Task directions: Which lines of the data contain the string "Serialize"? Copy every one of them.

Dataset extract:
↓↓↓

//! LLM configuration from TOML (`[llm]` section)

use panel_domain::Model;
use serde::{Deserialize, Serialize};

/// Raw chat-completion provider configuration
#[derive(Debug, Clone, Serialize, Deserialize)]
#[serde(default)]
pub struct FileLlmConfig {
    /// Base URL of an OpenAI-compatible API (without `/chat/completions`)
    pub endpoint: String,
    /// Environment variable holding the API key
    pub api_key_env: String,
    /// Model used for query analysis
    pub model: Model,
    /// Model used by panel members; falls back to `model`
    pub panel_model: Option<Model>,
    pub temperature: f32,
}

impl Default for FileLlmConfig {
    fn default() -> Self {
        Self {
            endpoint: "https://api.openai.com/v1".to_string(),
            api_key_env: "OPENAI_API_KEY".to_string(),
            model: Model::default(),
            panel_model: None,
            temperature: 0.2,
        }
    }
}

impl FileLlmConfig {
    pub fn panel_model(&self) -> Model {
        self.panel_model.clone().unwrap_or_else(|| self.model.clone())
    }

    /// The API key read from `api_key_env`, if set and non-empty
    pub fn api_key(&self) -> Option<String> {
        std::env::var(&self.api_key_env)
            .ok()
            .filter(|key| !key.trim().is_empty())
    }
}

#[cfg(test)]
mod tests {
    use super::*;

    #[test]
    fn test_panel_model_falls_back() {
        let config = FileLlmConfig::default();
        assert_eq!(config.panel_model(), config.model);

        let config = FileLlmConfig {
            panel_model: Some(Model::Gpt41),
            ..FileLlmConfig::default()
        };
        assert_eq!(config.panel_model(), Model::Gpt41);
    }
}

↑↑↑

Solution to this exercise:
use serde::{Deserialize, Serialize};
#[derive(Debug, Clone, Serialize, Deserialize)]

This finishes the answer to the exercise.